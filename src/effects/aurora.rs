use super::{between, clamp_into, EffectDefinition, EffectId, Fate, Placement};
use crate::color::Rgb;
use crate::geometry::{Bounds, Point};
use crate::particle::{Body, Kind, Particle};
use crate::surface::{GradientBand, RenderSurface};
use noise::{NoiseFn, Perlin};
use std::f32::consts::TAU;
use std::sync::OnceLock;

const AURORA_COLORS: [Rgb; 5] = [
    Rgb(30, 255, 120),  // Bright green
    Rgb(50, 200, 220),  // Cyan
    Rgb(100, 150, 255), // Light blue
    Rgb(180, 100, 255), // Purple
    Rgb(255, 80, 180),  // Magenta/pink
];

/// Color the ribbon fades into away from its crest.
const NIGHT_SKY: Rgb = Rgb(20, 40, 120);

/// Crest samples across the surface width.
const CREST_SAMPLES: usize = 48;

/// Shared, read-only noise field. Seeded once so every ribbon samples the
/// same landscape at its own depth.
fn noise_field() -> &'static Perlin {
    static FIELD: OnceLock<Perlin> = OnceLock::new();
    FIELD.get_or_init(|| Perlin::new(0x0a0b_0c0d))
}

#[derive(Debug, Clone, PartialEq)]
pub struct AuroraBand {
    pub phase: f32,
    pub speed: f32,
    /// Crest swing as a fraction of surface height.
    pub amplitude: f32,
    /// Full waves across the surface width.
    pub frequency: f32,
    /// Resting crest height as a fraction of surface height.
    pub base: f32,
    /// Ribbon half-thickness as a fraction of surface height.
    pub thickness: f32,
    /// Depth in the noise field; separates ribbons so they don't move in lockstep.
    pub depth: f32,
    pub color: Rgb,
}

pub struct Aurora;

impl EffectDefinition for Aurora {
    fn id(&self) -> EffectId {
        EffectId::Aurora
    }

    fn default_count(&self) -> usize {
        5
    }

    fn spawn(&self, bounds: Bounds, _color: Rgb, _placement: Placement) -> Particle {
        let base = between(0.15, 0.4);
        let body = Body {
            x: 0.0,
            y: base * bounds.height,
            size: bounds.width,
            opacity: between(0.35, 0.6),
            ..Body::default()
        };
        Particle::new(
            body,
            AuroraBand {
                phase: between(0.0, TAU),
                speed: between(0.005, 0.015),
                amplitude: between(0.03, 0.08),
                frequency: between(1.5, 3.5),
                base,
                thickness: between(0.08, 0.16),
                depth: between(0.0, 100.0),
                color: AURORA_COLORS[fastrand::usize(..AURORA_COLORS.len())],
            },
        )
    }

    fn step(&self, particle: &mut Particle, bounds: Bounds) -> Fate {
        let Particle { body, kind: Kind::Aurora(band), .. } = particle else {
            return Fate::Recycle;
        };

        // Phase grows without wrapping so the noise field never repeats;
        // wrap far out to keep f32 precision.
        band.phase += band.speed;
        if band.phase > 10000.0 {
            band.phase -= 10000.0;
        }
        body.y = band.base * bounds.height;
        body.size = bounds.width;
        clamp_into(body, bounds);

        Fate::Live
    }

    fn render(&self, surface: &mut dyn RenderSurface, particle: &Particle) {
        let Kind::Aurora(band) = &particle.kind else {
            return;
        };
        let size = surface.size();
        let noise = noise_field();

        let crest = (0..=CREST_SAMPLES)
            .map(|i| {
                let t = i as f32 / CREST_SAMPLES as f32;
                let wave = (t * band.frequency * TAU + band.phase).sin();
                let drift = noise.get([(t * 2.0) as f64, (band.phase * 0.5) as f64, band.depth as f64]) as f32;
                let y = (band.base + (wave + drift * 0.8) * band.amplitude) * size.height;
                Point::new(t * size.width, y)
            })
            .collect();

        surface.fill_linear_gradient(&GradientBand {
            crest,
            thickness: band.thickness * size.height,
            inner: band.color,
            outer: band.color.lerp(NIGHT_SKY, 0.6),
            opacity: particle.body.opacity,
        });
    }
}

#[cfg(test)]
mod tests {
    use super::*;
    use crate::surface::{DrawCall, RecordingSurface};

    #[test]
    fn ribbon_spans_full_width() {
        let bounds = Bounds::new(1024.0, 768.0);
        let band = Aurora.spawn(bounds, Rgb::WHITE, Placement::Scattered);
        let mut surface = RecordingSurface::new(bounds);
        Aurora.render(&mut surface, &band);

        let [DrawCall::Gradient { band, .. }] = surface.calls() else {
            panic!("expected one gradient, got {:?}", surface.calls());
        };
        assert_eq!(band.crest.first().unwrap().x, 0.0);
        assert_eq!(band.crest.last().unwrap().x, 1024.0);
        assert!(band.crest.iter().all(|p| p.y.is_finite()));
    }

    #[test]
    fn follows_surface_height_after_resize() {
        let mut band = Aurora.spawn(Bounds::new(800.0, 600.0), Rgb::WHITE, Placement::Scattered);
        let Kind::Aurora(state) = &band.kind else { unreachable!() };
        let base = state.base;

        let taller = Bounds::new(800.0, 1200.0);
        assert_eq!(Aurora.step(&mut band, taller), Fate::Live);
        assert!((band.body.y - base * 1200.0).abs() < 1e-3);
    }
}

| Exercise brief |
In the data above, find the line with "let crest = (0..=CREST_SAMPLES)" and the line with "let base = state.base;". Retype both, plus every line between them, exactly.

| Exercise answer |
        let crest = (0..=CREST_SAMPLES)
            .map(|i| {
                let t = i as f32 / CREST_SAMPLES as f32;
                let wave = (t * band.frequency * TAU + band.phase).sin();
                let drift = noise.get([(t * 2.0) as f64, (band.phase * 0.5) as f64, band.depth as f64]) as f32;
                let y = (band.base + (wave + drift * 0.8) * band.amplitude) * size.height;
                Point::new(t * size.width, y)
            })
            .collect();

        surface.fill_linear_gradient(&GradientBand {
            crest,
            thickness: band.thickness * size.height,
            inner: band.color,
            outer: band.color.lerp(NIGHT_SKY, 0.6),
            opacity: particle.body.opacity,
        });
    }
}

#[cfg(test)]
mod tests {
    use super::*;
    use crate::surface::{DrawCall, RecordingSurface};

    #[test]
    fn ribbon_spans_full_width() {
        let bounds = Bounds::new(1024.0, 768.0);
        let band = Aurora.spawn(bounds, Rgb::WHITE, Placement::Scattered);
        let mut surface = RecordingSurface::new(bounds);
        Aurora.render(&mut surface, &band);

        let [DrawCall::Gradient { band, .. }] = surface.calls() else {
            panic!("expected one gradient, got {:?}", surface.calls());
        };
        assert_eq!(band.crest.first().unwrap().x, 0.0);
        assert_eq!(band.crest.last().unwrap().x, 1024.0);
        assert!(band.crest.iter().all(|p| p.y.is_finite()));
    }

    #[test]
    fn follows_surface_height_after_resize() {
        let mut band = Aurora.spawn(Bounds::new(800.0, 600.0), Rgb::WHITE, Placement::Scattered);
        let Kind::Aurora(state) = &band.kind else { unreachable!() };
        let base = state.base;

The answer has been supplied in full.